_Task to complete_:
Transcribe each record as written.

Collected data entries:

◇ ◇ ◇ ◇ ◇ ◇ ◇

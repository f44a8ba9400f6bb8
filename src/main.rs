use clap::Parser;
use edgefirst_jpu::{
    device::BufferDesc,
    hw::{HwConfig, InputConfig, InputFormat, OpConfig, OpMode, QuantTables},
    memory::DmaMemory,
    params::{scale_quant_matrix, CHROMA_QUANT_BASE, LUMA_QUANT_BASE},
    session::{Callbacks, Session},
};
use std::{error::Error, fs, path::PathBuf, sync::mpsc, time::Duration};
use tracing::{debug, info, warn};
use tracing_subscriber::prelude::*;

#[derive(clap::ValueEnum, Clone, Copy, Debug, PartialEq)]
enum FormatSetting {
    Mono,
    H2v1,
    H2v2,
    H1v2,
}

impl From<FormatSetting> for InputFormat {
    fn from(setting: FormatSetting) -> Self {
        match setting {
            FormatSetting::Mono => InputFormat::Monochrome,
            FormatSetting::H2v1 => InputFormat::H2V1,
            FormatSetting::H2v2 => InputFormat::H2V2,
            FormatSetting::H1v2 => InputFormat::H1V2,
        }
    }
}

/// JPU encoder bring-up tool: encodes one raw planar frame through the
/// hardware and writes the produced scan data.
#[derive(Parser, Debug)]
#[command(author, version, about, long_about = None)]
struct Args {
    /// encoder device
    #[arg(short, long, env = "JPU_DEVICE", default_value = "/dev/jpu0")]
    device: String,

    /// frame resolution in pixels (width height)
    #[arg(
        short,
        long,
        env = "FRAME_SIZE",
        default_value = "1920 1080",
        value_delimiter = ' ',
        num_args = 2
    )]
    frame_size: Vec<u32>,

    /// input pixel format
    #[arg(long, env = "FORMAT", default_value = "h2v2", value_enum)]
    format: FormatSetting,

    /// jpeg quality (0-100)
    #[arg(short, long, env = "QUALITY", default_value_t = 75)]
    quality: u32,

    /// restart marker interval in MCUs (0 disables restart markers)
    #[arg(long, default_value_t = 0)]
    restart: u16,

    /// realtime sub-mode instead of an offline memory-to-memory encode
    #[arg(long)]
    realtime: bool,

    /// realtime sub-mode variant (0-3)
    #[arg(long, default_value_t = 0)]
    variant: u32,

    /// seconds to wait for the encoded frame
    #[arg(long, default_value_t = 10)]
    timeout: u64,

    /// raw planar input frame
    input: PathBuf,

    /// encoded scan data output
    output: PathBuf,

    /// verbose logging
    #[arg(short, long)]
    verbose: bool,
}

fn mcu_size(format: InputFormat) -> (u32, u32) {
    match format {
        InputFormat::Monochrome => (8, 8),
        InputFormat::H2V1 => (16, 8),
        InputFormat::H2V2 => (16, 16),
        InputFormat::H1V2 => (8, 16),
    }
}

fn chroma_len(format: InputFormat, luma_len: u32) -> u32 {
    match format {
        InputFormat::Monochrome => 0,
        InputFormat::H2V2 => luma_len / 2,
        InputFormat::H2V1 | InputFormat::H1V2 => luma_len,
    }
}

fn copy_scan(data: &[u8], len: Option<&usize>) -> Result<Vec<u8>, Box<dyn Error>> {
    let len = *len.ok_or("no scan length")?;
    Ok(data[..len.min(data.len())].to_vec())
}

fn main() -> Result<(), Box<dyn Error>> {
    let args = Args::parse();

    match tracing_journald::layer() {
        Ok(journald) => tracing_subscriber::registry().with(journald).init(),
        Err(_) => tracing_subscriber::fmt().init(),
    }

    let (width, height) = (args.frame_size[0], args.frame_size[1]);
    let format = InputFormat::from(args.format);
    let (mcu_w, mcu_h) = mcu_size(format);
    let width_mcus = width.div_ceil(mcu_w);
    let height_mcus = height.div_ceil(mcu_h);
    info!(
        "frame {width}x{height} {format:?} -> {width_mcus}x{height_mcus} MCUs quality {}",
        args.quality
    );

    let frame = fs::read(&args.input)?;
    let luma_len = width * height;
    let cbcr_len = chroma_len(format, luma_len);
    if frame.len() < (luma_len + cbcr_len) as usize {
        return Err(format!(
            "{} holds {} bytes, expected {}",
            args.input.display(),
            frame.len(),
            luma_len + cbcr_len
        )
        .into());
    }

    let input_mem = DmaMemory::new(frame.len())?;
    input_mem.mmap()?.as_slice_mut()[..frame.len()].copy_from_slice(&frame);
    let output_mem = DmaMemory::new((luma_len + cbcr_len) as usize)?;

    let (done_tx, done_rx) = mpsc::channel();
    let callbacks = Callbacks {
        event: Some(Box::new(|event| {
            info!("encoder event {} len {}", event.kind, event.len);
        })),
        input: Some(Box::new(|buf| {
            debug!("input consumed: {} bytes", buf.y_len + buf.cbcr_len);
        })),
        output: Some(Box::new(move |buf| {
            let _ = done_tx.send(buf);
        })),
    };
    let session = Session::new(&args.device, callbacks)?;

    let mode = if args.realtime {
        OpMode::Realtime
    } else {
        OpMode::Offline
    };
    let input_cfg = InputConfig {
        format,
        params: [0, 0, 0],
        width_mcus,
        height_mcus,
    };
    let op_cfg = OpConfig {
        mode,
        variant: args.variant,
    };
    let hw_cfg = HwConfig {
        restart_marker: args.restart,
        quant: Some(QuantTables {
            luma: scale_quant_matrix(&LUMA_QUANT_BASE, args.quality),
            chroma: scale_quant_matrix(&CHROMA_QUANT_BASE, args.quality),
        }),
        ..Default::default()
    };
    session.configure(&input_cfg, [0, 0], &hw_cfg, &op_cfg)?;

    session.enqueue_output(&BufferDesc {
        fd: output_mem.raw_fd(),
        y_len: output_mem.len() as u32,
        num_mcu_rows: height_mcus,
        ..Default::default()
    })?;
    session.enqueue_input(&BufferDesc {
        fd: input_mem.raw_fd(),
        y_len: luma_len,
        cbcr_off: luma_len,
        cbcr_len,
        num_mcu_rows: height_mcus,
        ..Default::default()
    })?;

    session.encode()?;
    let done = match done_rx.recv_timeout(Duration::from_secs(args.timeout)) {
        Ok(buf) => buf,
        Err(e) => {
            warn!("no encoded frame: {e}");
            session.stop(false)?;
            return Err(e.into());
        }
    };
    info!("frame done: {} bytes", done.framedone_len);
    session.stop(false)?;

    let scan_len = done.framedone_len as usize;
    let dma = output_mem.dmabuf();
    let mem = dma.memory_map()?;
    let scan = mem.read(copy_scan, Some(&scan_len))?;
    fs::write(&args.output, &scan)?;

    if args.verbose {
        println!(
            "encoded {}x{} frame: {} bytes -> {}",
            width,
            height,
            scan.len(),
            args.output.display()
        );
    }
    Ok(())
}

◇ ◇ ◇ ◇ ◇ ◇ ◇

_Result of this task_:
repository f44a8ba9400f6bb8
filename src/main.rs
use clap::Parser;
use edgefirst_jpu::{
    device::BufferDesc,
    hw::{HwConfig, InputConfig, InputFormat, OpConfig, OpMode, QuantTables},
    memory::DmaMemory,
    params::{scale_quant_matrix, CHROMA_QUANT_BASE, LUMA_QUANT_BASE},
    session::{Callbacks, Session},
};
use std::{error::Error, fs, path::PathBuf, sync::mpsc, time::Duration};
use tracing::{debug, info, warn};
use tracing_subscriber::prelude::*;

#[derive(clap::ValueEnum, Clone, Copy, Debug, PartialEq)]
enum FormatSetting {
    Mono,
    H2v1,
    H2v2,
    H1v2,
}

impl From<FormatSetting> for InputFormat {
    fn from(setting: FormatSetting) -> Self {
        match setting {
            FormatSetting::Mono => InputFormat::Monochrome,
            FormatSetting::H2v1 => InputFormat::H2V1,
            FormatSetting::H2v2 => InputFormat::H2V2,
            FormatSetting::H1v2 => InputFormat::H1V2,
        }
    }
}

/// JPU encoder bring-up tool: encodes one raw planar frame through the
/// hardware and writes the produced scan data.
#[derive(Parser, Debug)]
#[command(author, version, about, long_about = None)]
struct Args {
    /// encoder device
    #[arg(short, long, env = "JPU_DEVICE", default_value = "/dev/jpu0")]
    device: String,

    /// frame resolution in pixels (width height)
    #[arg(
        short,
        long,
        env = "FRAME_SIZE",
        default_value = "1920 1080",
        value_delimiter = ' ',
        num_args = 2
    )]
    frame_size: Vec<u32>,

    /// input pixel format
    #[arg(long, env = "FORMAT", default_value = "h2v2", value_enum)]
    format: FormatSetting,

    /// jpeg quality (0-100)
    #[arg(short, long, env = "QUALITY", default_value_t = 75)]
    quality: u32,

    /// restart marker interval in MCUs (0 disables restart markers)
    #[arg(long, default_value_t = 0)]
    restart: u16,

    /// realtime sub-mode instead of an offline memory-to-memory encode
    #[arg(long)]
    realtime: bool,

    /// realtime sub-mode variant (0-3)
    #[arg(long, default_value_t = 0)]
    variant: u32,

    /// seconds to wait for the encoded frame
    #[arg(long, default_value_t = 10)]
    timeout: u64,

    /// raw planar input frame
    input: PathBuf,

    /// encoded scan data output
    output: PathBuf,

    /// verbose logging
    #[arg(short, long)]
    verbose: bool,
}

fn mcu_size(format: InputFormat) -> (u32, u32) {
    match format {
        InputFormat::Monochrome => (8, 8),
        InputFormat::H2V1 => (16, 8),
        InputFormat::H2V2 => (16, 16),
        InputFormat::H1V2 => (8, 16),
    }
}

fn chroma_len(format: InputFormat, luma_len: u32) -> u32 {
    match format {
        InputFormat::Monochrome => 0,
        InputFormat::H2V2 => luma_len / 2,
        InputFormat::H2V1 | InputFormat::H1V2 => luma_len,
    }
}

fn copy_scan(data: &[u8], len: Option<&usize>) -> Result<Vec<u8>, Box<dyn Error>> {
    let len = *len.ok_or("no scan length")?;
    Ok(data[..len.min(data.len())].to_vec())
}

fn main() -> Result<(), Box<dyn Error>> {
    let args = Args::parse();

    match tracing_journald::layer() {
        Ok(journald) => tracing_subscriber::registry().with(journald).init(),
        Err(_) => tracing_subscriber::fmt().init(),
    }

    let (width, height) = (args.frame_size[0], args.frame_size[1]);
    let format = InputFormat::from(args.format);
    let (mcu_w, mcu_h) = mcu_size(format);
    let width_mcus = width.div_ceil(mcu_w);
    let height_mcus = height.div_ceil(mcu_h);
    info!(
        "frame {width}x{height} {format:?} -> {width_mcus}x{height_mcus} MCUs quality {}",
        args.quality
    );

    let frame = fs::read(&args.input)?;
    let luma_len = width * height;
    let cbcr_len = chroma_len(format, luma_len);
    if frame.len() < (luma_len + cbcr_len) as usize {
        return Err(format!(
            "{} holds {} bytes, expected {}",
            args.input.display(),
            frame.len(),
            luma_len + cbcr_len
        )
        .into());
    }

    let input_mem = DmaMemory::new(frame.len())?;
    input_mem.mmap()?.as_slice_mut()[..frame.len()].copy_from_slice(&frame);
    let output_mem = DmaMemory::new((luma_len + cbcr_len) as usize)?;

    let (done_tx, done_rx) = mpsc::channel();
    let callbacks = Callbacks {
        event: Some(Box::new(|event| {
            info!("encoder event {} len {}", event.kind, event.len);
        })),
        input: Some(Box::new(|buf| {
            debug!("input consumed: {} bytes", buf.y_len + buf.cbcr_len);
        })),
        output: Some(Box::new(move |buf| {
            let _ = done_tx.send(buf);
        })),
    };
    let session = Session::new(&args.device, callbacks)?;

    let mode = if args.realtime {
        OpMode::Realtime
    } else {
        OpMode::Offline
    };
    let input_cfg = InputConfig {
        format,
        params: [0, 0, 0],
        width_mcus,
        height_mcus,
    };
    let op_cfg = OpConfig {
        mode,
        variant: args.variant,
    };
    let hw_cfg = HwConfig {
        restart_marker: args.restart,
        quant: Some(QuantTables {
            luma: scale_quant_matrix(&LUMA_QUANT_BASE, args.quality),
            chroma: scale_quant_matrix(&CHROMA_QUANT_BASE, args.quality),
        }),
        ..Default::default()
    };
    session.configure(&input_cfg, [0, 0], &hw_cfg, &op_cfg)?;

    session.enqueue_output(&BufferDesc {
        fd: output_mem.raw_fd(),
        y_len: output_mem.len() as u32,
        num_mcu_rows: height_mcus,
        ..Default::default()
    })?;
    session.enqueue_input(&BufferDesc {
        fd: input_mem.raw_fd(),
        y_len: luma_len,
        cbcr_off: luma_len,
        cbcr_len,
        num_mcu_rows: height_mcus,
        ..Default::default()
    })?;

    session.encode()?;
    let done = match done_rx.recv_timeout(Duration::from_secs(args.timeout)) {
        Ok(buf) => buf,
        Err(e) => {
            warn!("no encoded frame: {e}");
            session.stop(false)?;
            return Err(e.into());
        }
    };
    info!("frame done: {} bytes", done.framedone_len);
    session.stop(false)?;

    let scan_len = done.framedone_len as usize;
    let dma = output_mem.dmabuf();
    let mem = dma.memory_map()?;
    let scan = mem.read(copy_scan, Some(&scan_len))?;
    fs::write(&args.output, &scan)?;

    if args.verbose {
        println!(
            "encoded {}x{} frame: {} bytes -> {}",
            width,
            height,
            scan.len(),
            args.output.display()
        );
    }
    Ok(())
}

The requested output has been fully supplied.